With regard to postoperative air leaks, talc poudrage appeared to be useless and could even potentially compromise later thoracic operations. The prolonged drainage duration and reexploration rate were similar to those in earlier reports of patients undergoing LVR through other approaches [2, 6] and likely can be attributed to the learning curve of our surgical team.

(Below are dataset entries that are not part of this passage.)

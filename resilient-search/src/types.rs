//! Core types for queries, per-provider outcomes, and merged responses.

use chrono::{DateTime, Utc};
use serde::{Deserialize, Serialize};
use std::collections::BTreeMap;
use std::fmt;
use std::str::FromStr;
use std::time::Duration;

use crate::error::SearchError;

/// Upper bound on `results_per_provider` accepted by [`SearchQuery::new`].
pub const MAX_RESULTS_PER_PROVIDER: usize = 50;

/// Which vertical a search targets.
#[derive(Debug, Clone, Copy, Default, PartialEq, Eq, Hash, Serialize, Deserialize)]
#[serde(rename_all = "lowercase")]
pub enum SearchKind {
    /// Ordinary web results.
    #[default]
    General,
    /// Recent news articles.
    News,
    /// Image results.
    Images,
    /// Video results.
    Videos,
    /// Deeper, citation-oriented web results.
    Academic,
}

impl SearchKind {
    /// Returns the lowercase wire name of this kind.
    pub fn as_str(&self) -> &'static str {
        match self {
            Self::General => "general",
            Self::News => "news",
            Self::Images => "images",
            Self::Videos => "videos",
            Self::Academic => "academic",
        }
    }

    /// Returns all available kinds.
    pub fn all() -> &'static [SearchKind] {
        &[
            Self::General,
            Self::News,
            Self::Images,
            Self::Videos,
            Self::Academic,
        ]
    }
}

impl fmt::Display for SearchKind {
    fn fmt(&self, f: &mut fmt::Formatter<'_>) -> fmt::Result {
        f.write_str(self.as_str())
    }
}

impl FromStr for SearchKind {
    type Err = SearchError;

    fn from_str(s: &str) -> Result<Self, Self::Err> {
        let wanted = s.trim().to_ascii_lowercase();
        Self::all()
            .iter()
            .copied()
            .find(|k| k.as_str() == wanted)
            .ok_or_else(|| SearchError::Validation(format!("unknown search kind: {s}")))
    }
}

/// An immutable, validated search request.
#[derive(Debug, Clone, PartialEq, Eq)]
pub struct SearchQuery {
    text: String,
    kind: SearchKind,
    results_per_provider: usize,
}

impl SearchQuery {
    /// Build a query, rejecting empty text and out-of-range result counts.
    ///
    /// # Errors
    ///
    /// Returns [`SearchError::Validation`] if `text` is blank or
    /// `results_per_provider` is outside `1..=MAX_RESULTS_PER_PROVIDER`.
    pub fn new(
        text: impl Into<String>,
        kind: SearchKind,
        results_per_provider: usize,
    ) -> Result<Self, SearchError> {
        let text = text.into();
        if text.trim().is_empty() {
            return Err(SearchError::Validation("query text must not be empty".into()));
        }
        if !(1..=MAX_RESULTS_PER_PROVIDER).contains(&results_per_provider) {
            return Err(SearchError::Validation(format!(
                "results_per_provider must be between 1 and {MAX_RESULTS_PER_PROVIDER}, got {results_per_provider}"
            )));
        }
        Ok(Self {
            text,
            kind,
            results_per_provider,
        })
    }

    /// The query text as supplied by the caller.
    pub fn text(&self) -> &str {
        &self.text
    }

    /// The targeted vertical.
    pub fn kind(&self) -> SearchKind {
        self.kind
    }

    /// How many results each provider is asked for.
    pub fn results_per_provider(&self) -> usize {
        self.results_per_provider
    }
}

/// A single normalised hit from one provider (or several, after merging).
#[derive(Debug, Clone, PartialEq, Serialize, Deserialize)]
pub struct ProviderResult {
    /// The title of the result page.
    pub title: String,
    /// The URL of the result; its normalised form is the dedup key.
    pub url: String,
    /// A text snippet summarising the page content.
    pub snippet: String,
    /// Provider-local relevance score (higher is better). Not calibrated
    /// across providers.
    pub score: f64,
    /// Provider id, or `a+b` when several providers returned the same URL.
    pub source_provider: String,
    /// Publication time, when the provider reports one.
    #[serde(default, skip_serializing_if = "Option::is_none")]
    pub published_at: Option<DateTime<Utc>>,
    /// Full-size image URL for image and video results.
    #[serde(default, skip_serializing_if = "Option::is_none")]
    pub image_url: Option<String>,
    /// Thumbnail URL for image and video results.
    #[serde(default, skip_serializing_if = "Option::is_none")]
    pub thumbnail_url: Option<String>,
    /// 1-based position in the merged list. Zero until ranked.
    pub rank: usize,
}

impl ProviderResult {
    /// Create an unranked result with no optional metadata.
    pub fn new(
        title: impl Into<String>,
        url: impl Into<String>,
        snippet: impl Into<String>,
        score: f64,
        source_provider: impl Into<String>,
    ) -> Self {
        Self {
            title: title.into(),
            url: url.into(),
            snippet: snippet.into(),
            score,
            source_provider: source_provider.into(),
            published_at: None,
            image_url: None,
            thumbnail_url: None,
            rank: 0,
        }
    }
}

/// What a provider adapter hands back on success.
#[derive(Debug, Clone, Default, PartialEq)]
pub struct ProviderHits {
    /// Normalised results in the provider's own order.
    pub results: Vec<ProviderResult>,
    /// Direct answer text, if the provider produces one.
    pub answer: Option<String>,
}

/// Why a provider produced no results.
#[derive(Debug, Clone, Copy, PartialEq, Eq, Hash, Serialize, Deserialize)]
#[serde(rename_all = "snake_case")]
pub enum FailureKind {
    /// Credential absent; no I/O was attempted.
    NotConfigured,
    /// Network, HTTP status, or response parsing failure.
    TransportError,
    /// The call exceeded its deadline.
    Timeout,
    /// The circuit breaker short-circuited the call.
    CircuitOpen,
}

impl FailureKind {
    /// Returns the snake_case wire name.
    pub fn as_str(&self) -> &'static str {
        match self {
            Self::NotConfigured => "not_configured",
            Self::TransportError => "transport_error",
            Self::Timeout => "timeout",
            Self::CircuitOpen => "circuit_open",
        }
    }
}

impl fmt::Display for FailureKind {
    fn fmt(&self, f: &mut fmt::Formatter<'_>) -> fmt::Result {
        f.write_str(self.as_str())
    }
}

/// Result of one provider call. Never an error; failure is data.
#[derive(Debug, Clone, PartialEq)]
pub enum ProviderOutcome {
    /// The provider answered (possibly with zero results).
    Ok {
        /// Normalised results in provider order.
        results: Vec<ProviderResult>,
        /// Direct answer text, if any.
        answer: Option<String>,
        /// Wall time spent in the call.
        elapsed: Duration,
    },
    /// The provider did not answer.
    Failed {
        /// Human-readable cause.
        reason: String,
        /// Machine-readable cause.
        classification: FailureKind,
    },
}

impl ProviderOutcome {
    /// Shorthand for a failed outcome.
    pub fn failed(classification: FailureKind, reason: impl Into<String>) -> Self {
        Self::Failed {
            reason: reason.into(),
            classification,
        }
    }

    /// Returns `true` for [`ProviderOutcome::Ok`].
    pub fn is_ok(&self) -> bool {
        matches!(self, Self::Ok { .. })
    }

    /// The failure classification, if this outcome is a failure.
    pub fn classification(&self) -> Option<FailureKind> {
        match self {
            Self::Ok { .. } => None,
            Self::Failed { classification, .. } => Some(*classification),
        }
    }
}

impl From<SearchError> for ProviderOutcome {
    fn from(err: SearchError) -> Self {
        Self::failed(err.classification(), err.to_string())
    }
}

/// Coarse per-provider status shown to callers.
#[derive(Debug, Clone, Copy, PartialEq, Eq, Serialize, Deserialize)]
#[serde(rename_all = "snake_case")]
pub enum ProviderState {
    /// Answered; `count` may be zero.
    Ok,
    /// Transport or parse failure.
    Failed,
    /// Deadline exceeded.
    Timeout,
    /// Not configured (no credential).
    Disabled,
    /// Skipped because the breaker is open.
    CircuitOpen,
}

impl From<FailureKind> for ProviderState {
    fn from(kind: FailureKind) -> Self {
        match kind {
            FailureKind::NotConfigured => Self::Disabled,
            FailureKind::TransportError => Self::Failed,
            FailureKind::Timeout => Self::Timeout,
            FailureKind::CircuitOpen => Self::CircuitOpen,
        }
    }
}

/// Status entry for one provider in a [`SearchResponse`].
#[derive(Debug, Clone, PartialEq, Serialize, Deserialize)]
pub struct ProviderStatus {
    /// Coarse state.
    pub state: ProviderState,
    /// Number of results the provider returned before dedup.
    pub count: usize,
    /// Failure reason, when `state` is not `ok`.
    #[serde(default, skip_serializing_if = "Option::is_none")]
    pub error: Option<String>,
    /// Failure classification, when `state` is not `ok`.
    #[serde(default, skip_serializing_if = "Option::is_none")]
    pub classification: Option<FailureKind>,
    /// Call duration in milliseconds for providers that answered.
    #[serde(default, skip_serializing_if = "Option::is_none")]
    pub elapsed_ms: Option<u64>,
}

impl From<&ProviderOutcome> for ProviderStatus {
    fn from(outcome: &ProviderOutcome) -> Self {
        match outcome {
            ProviderOutcome::Ok {
                results, elapsed, ..
            } => Self {
                state: ProviderState::Ok,
                count: results.len(),
                error: None,
                classification: None,
                elapsed_ms: Some(u64::try_from(elapsed.as_millis()).unwrap_or(u64::MAX)),
            },
            ProviderOutcome::Failed {
                reason,
                classification,
            } => Self {
                state: ProviderState::from(*classification),
                count: 0,
                error: Some(reason.clone()),
                classification: Some(*classification),
                elapsed_ms: None,
            },
        }
    }
}

/// The merged, ranked answer to a search.
#[derive(Debug, Clone, PartialEq, Serialize, Deserialize)]
pub struct SearchResponse {
    /// The query text as supplied.
    pub query: String,
    /// The vertical searched.
    pub kind: SearchKind,
    /// Deduplicated results with `rank` populated `1..=n`.
    pub results: Vec<ProviderResult>,
    /// Number of merged results, before any `max_results` truncation.
    pub total_found: usize,
    /// Direct answer from the highest-priority provider that supplied one.
    #[serde(default, skip_serializing_if = "Option::is_none")]
    pub answer: Option<String>,
    /// Status keyed by provider id.
    pub provider_status: BTreeMap<String, ProviderStatus>,
    /// When the response was assembled (not when it was served).
    pub timestamp: DateTime<Utc>,
    /// Whether this response came from the result cache.
    pub cached: bool,
}

impl SearchResponse {
    /// Returns `true` when every provider failed for any reason.
    pub fn all_failed(&self) -> bool {
        !self.provider_status.is_empty()
            && self
                .provider_status
                .values()
                .all(|s| s.state != ProviderState::Ok)
    }
}

/// Per-call knobs for [`SearchOrchestrator::search`](crate::SearchOrchestrator::search).
#[derive(Debug, Clone, Default)]
pub struct SearchOptions {
    /// Overall bound on the call. Each provider's effective timeout is the
    /// smaller of this and the configured per-provider timeout.
    pub deadline: Option<Duration>,
    /// Truncate the merged list to at most this many results.
    pub max_results: Option<usize>,
    /// Skip the cache lookup (the fresh response is still stored).
    pub bypass_cache: bool,
}
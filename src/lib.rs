//! # sentinel-search
//!
//! Command-line front end for the `resilient-search` engine.
//!
//! This crate owns everything around the engine: the TOML configuration
//! file and its environment overrides, building providers in the configured
//! order, and rendering responses for a terminal. The `sentinel-search`
//! binary wires these together.

pub mod app;
pub mod config;
pub mod error;
pub mod render;

pub use app::build_orchestrator;
pub use config::AppConfig;
pub use error::{AppError, Result};
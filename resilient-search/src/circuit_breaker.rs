//! Per-provider circuit breaker.
//!
//! Tracks consecutive failures for one search provider and temporarily
//! stops calling it once it fails repeatedly. After a cooldown period the
//! breaker enters a half-open state where a single trial call determines
//! whether to restore or re-trip the circuit.
//!
//! # State Machine
//!
//! ```text
//! ┌────────┐  N failures   ┌────────┐  cooldown   ┌──────────┐
//! │ Closed ├──────────────►│  Open  ├────────────►│ HalfOpen │
//! └───▲────┘               └───▲────┘             └────┬─────┘
//!     │                        │   trial failure       │
//!     │  trial success         └───────────────────────┤
//!     └────────────────────────────────────────────────┘
//! ```
//!
//! Callers obtain a [`CallPermit`] from [`CircuitBreaker::try_acquire`] and
//! settle it with the call's outcome. A trial permit that is dropped
//! unsettled (the surrounding future was cancelled) counts as a failure, so
//! the breaker cannot get stuck half-open.

use std::sync::{Mutex, MutexGuard, PoisonError};
use std::time::{Duration, Instant};

use crate::error::SearchError;

/// Circuit breaker state for a single provider.
#[derive(Debug, Clone, Copy, PartialEq, Eq)]
pub enum CircuitState {
    /// Provider is healthy; all requests are allowed through.
    Closed,
    /// Provider has failed too many times; requests are blocked until cooldown expires.
    Open,
    /// Cooldown has elapsed; one trial request is allowed to test recovery.
    HalfOpen,
}

impl CircuitState {
    /// Returns the lowercase display name.
    pub fn as_str(&self) -> &'static str {
        match self {
            Self::Closed => "closed",
            Self::Open => "open",
            Self::HalfOpen => "half_open",
        }
    }
}

/// Configuration for circuit breaker behaviour.
#[derive(Debug, Clone, PartialEq, Eq)]
pub struct CircuitBreakerConfig {
    /// Number of consecutive failures before tripping the circuit to Open.
    pub failure_threshold: u32,
    /// Time to wait in Open state before transitioning to HalfOpen.
    pub cooldown: Duration,
}

impl Default for CircuitBreakerConfig {
    fn default() -> Self {
        Self {
            failure_threshold: 5,
            cooldown: Duration::from_secs(60),
        }
    }
}

/// Point-in-time view of a breaker, for health reporting.
#[derive(Debug, Clone)]
pub struct BreakerSnapshot {
    /// Current circuit state.
    pub state: CircuitState,
    /// Number of consecutive failures since the last success.
    pub consecutive_failures: u32,
    /// When the circuit last transitioned to Open.
    pub opened_at: Option<Instant>,
    /// When the last failure occurred (if any).
    pub last_failure_at: Option<Instant>,
    /// When the last success occurred (if any).
    pub last_success_at: Option<Instant>,
}

#[derive(Debug)]
struct BreakerState {
    state: CircuitState,
    consecutive_failures: u32,
    opened_at: Option<Instant>,
    trial_in_flight: bool,
    last_failure_at: Option<Instant>,
    last_success_at: Option<Instant>,
}

impl Default for BreakerState {
    fn default() -> Self {
        Self {
            state: CircuitState::Closed,
            consecutive_failures: 0,
            opened_at: None,
            trial_in_flight: false,
            last_failure_at: None,
            last_success_at: None,
        }
    }
}

/// Failure tracker and call gate for one provider.
///
/// All transitions happen under a single mutex, so concurrent searches
/// racing on the same provider observe a consistent state.
#[derive(Debug)]
pub struct CircuitBreaker {
    provider: String,
    config: CircuitBreakerConfig,
    inner: Mutex<BreakerState>,
}

impl CircuitBreaker {
    /// Create a closed breaker for `provider`.
    pub fn new(provider: impl Into<String>, config: CircuitBreakerConfig) -> Self {
        Self {
            provider: provider.into(),
            config,
            inner: Mutex::new(BreakerState::default()),
        }
    }

    /// The provider this breaker guards.
    pub fn provider(&self) -> &str {
        &self.provider
    }

    /// Ask whether a call may be attempted now.
    ///
    /// - [`CircuitState::Closed`]: always granted.
    /// - [`CircuitState::Open`]: granted as the trial only if the cooldown has
    ///   elapsed since the circuit opened (transitions to
    ///   [`CircuitState::HalfOpen`]).
    /// - [`CircuitState::HalfOpen`]: granted only if no trial is in flight.
    ///
    /// # Errors
    ///
    /// Returns [`SearchError::CircuitOpen`] when the call must be skipped.
    pub fn try_acquire(&self) -> Result<CallPermit<'_>, SearchError> {
        let mut inner = self.lock();
        match inner.state {
            CircuitState::Closed => Ok(CallPermit::new(self, false)),
            CircuitState::Open => {
                let cooled_down = inner
                    .opened_at
                    .is_none_or(|t| t.elapsed() >= self.config.cooldown);
                if cooled_down {
                    inner.state = CircuitState::HalfOpen;
                    inner.trial_in_flight = true;
                    tracing::info!(provider = %self.provider, "circuit half-open, allowing trial call");
                    Ok(CallPermit::new(self, true))
                } else {
                    Err(SearchError::CircuitOpen(format!(
                        "{} circuit open after {} consecutive failures",
                        self.provider, inner.consecutive_failures
                    )))
                }
            }
            CircuitState::HalfOpen => {
                if inner.trial_in_flight {
                    Err(SearchError::CircuitOpen(format!(
                        "{} trial call already in flight",
                        self.provider
                    )))
                } else {
                    inner.trial_in_flight = true;
                    Ok(CallPermit::new(self, true))
                }
            }
        }
    }

    /// Get the current circuit state.
    pub fn state(&self) -> CircuitState {
        self.lock().state
    }

    /// Get a copy of the full breaker state.
    pub fn snapshot(&self) -> BreakerSnapshot {
        let inner = self.lock();
        BreakerSnapshot {
            state: inner.state,
            consecutive_failures: inner.consecutive_failures,
            opened_at: inner.opened_at,
            last_failure_at: inner.last_failure_at,
            last_success_at: inner.last_success_at,
        }
    }

    /// Reset to healthy (Closed with zero failures).
    pub fn reset(&self) {
        *self.lock() = BreakerState::default();
    }

    fn record_success(&self, trial: bool) {
        let mut inner = self.lock();
        if inner.state != CircuitState::Closed {
            tracing::info!(provider = %self.provider, trial, "circuit closed after successful call");
        }
        inner.state = CircuitState::Closed;
        inner.consecutive_failures = 0;
        inner.opened_at = None;
        inner.trial_in_flight = false;
        inner.last_success_at = Some(Instant::now());
    }

    fn record_failure(&self, trial: bool) {
        let mut inner = self.lock();
        let now = Instant::now();
        inner.consecutive_failures = inner.consecutive_failures.saturating_add(1);
        inner.last_failure_at = Some(now);

        match inner.state {
            CircuitState::HalfOpen if trial => {
                inner.state = CircuitState::Open;
                inner.opened_at = Some(now);
                inner.trial_in_flight = false;
                tracing::warn!(provider = %self.provider, "trial call failed, circuit re-opened");
            }
            CircuitState::Closed
                if inner.consecutive_failures >= self.config.failure_threshold =>
            {
                inner.state = CircuitState::Open;
                inner.opened_at = Some(now);
                tracing::warn!(
                    provider = %self.provider,
                    failures = inner.consecutive_failures,
                    "circuit opened"
                );
            }
            _ => {}
        }
    }

    fn release_trial(&self) {
        let mut inner = self.lock();
        inner.trial_in_flight = false;
    }

    fn lock(&self) -> MutexGuard<'_, BreakerState> {
        // The state is plain data updated in single assignments, so a
        // poisoned lock still holds a usable value.
        self.inner.lock().unwrap_or_else(PoisonError::into_inner)
    }
}

/// Permission to make one provider call, obtained from
/// [`CircuitBreaker::try_acquire`].
#[derive(Debug)]
#[must_use = "a permit should be settled with the call outcome"]
pub struct CallPermit<'a> {
    breaker: &'a CircuitBreaker,
    trial: bool,
    settled: bool,
}

impl<'a> CallPermit<'a> {
    fn new(breaker: &'a CircuitBreaker, trial: bool) -> Self {
        Self {
            breaker,
            trial,
            settled: false,
        }
    }

    /// Whether this is the single half-open trial call.
    pub fn is_trial(&self) -> bool {
        self.trial
    }

    /// Record that the call succeeded.
    pub fn success(mut self) {
        self.settled = true;
        self.breaker.record_success(self.trial);
    }

    /// Record that the call failed.
    pub fn failure(mut self) {
        self.settled = true;
        self.breaker.record_failure(self.trial);
    }

    /// Give the permit back without counting the call either way.
    pub fn release(mut self) {
        self.settled = true;
        if self.trial {
            self.breaker.release_trial();
        }
    }
}

impl Drop for CallPermit<'_> {
    fn drop(&mut self) {
        if !self.settled && self.trial {
            self.breaker.record_failure(true);
        }
    }
}
//! Merkle proof verification and tree construction
//!
//! The engine only ever consumes this crate through [`verify_proof`]: given
//! a leaf, a published root, and an ordered list of sibling hashes, it
//! recomputes the root with sorted-pair Keccak-256 hashing and reports
//! whether it matches. Sorting each pair before hashing makes verification
//! independent of left/right position in the tree, so a proof is just a
//! list of siblings with no direction bits.
//!
//! [`MerkleTree`] is the matching off-chain builder used by tests and
//! distribution tooling. It is not part of the claim path.

pub mod error;
pub mod tree;
pub mod verify;

pub use error::{MerkleError, MerkleResult};
pub use tree::MerkleTree;
pub use verify::{hash_pair, verify_proof};
//! Reward distribution engine
//!
//! Accounting and verification core for Merkle-proof reward/airdrop
//! distribution. An administrator whitelists reward tokens, deposits funds,
//! and publishes per-epoch Merkle roots; recipients submit inclusion proofs
//! to claim their entitlement exactly once per epoch.
//!
//! # Architecture
//!
//! - **TokenRegistry**: owner-controlled whitelist of reward tokens
//! - **EpochLedger**: dense, append-mostly log of (root, token) pairs
//! - **ClaimTracker**: set-once claimed state per (epoch, recipient)
//! - **RewardVault**: per-token balances backing payouts
//! - **RewardDistribution**: orchestrates claims (verify, mark, pay) and
//!   admin operations, emitting an explicit [`Event`] log
//! - **Batching**: [`EngineCall`] sequences executed all-or-nothing
//!
//! Value movement is delegated to an [`AssetTransfer`] collaborator;
//! [`InMemoryAssets`] serves tests and simulation.
//!
//! # Concurrency
//!
//! The engine is a single-writer state machine: every mutating operation
//! takes `&mut self`. Hosts accepting concurrent claim submissions must
//! serialize them before calling in; the claimed-mark is committed before
//! the payout collaborator runs, so a re-entrant payout path can never
//! observe a claim as unclaimed while its payout is in flight.

pub mod assets;
pub mod batch;
pub mod claims;
pub mod engine;
pub mod epoch;
pub mod error;
pub mod event;
pub mod registry;
pub mod vault;

pub use assets::{AssetTransfer, InMemoryAssets};
pub use batch::EngineCall;
pub use claims::ClaimTracker;
pub use engine::RewardDistribution;
pub use epoch::{EpochEntry, EpochLedger};
pub use error::{EngineError, EngineResult};
pub use event::Event;
pub use registry::TokenRegistry;
pub use vault::RewardVault;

Median sternotomy, thoracotomy, and upper abdominal incisions all have been associated with a loss of functional residual capacity that has been attributed to several mechanisms: (1) development of atelectasis due to intraoperative lung retraction and reflex inhibition of diaphragmatic activity [7], (2) lung edema as a result of fluid overload and pressure-induced failure of the alveolar-capillary membrane [8], and (3) chest pain or muscle fatigability resulting in diminished inspiratory efforts [9]. According to our limited experience, muscle-sparing anterior thoracotomy offered excellent exposure to both the upper and lower lobes and thus contributed to reduce the operating time and to minimize the lung trauma. Adequate control of pain with an epidural infusion of analgesics allowed immediate weaning from the ventilator and facilitated early chest physiotherapy using abdominal breathing pattern and deep voluntary inspirations. Furthermore, restricted administration of intravenous fluids attenuated interstitial lung edema and also could be implicated in the maintenance of satisfactory lung oxygenation indices postoperatively.
In summary, we demonstrated that bilateral muscle-sparing anteroaxillary thoracotomies can be safely and efficiently performed for LVR with minimal morbidity. Operating conditions were excellent, postoperative recovery was facilitated by alleviating pain with epidural analgesics, and significant clinical and functional improvements were observed later.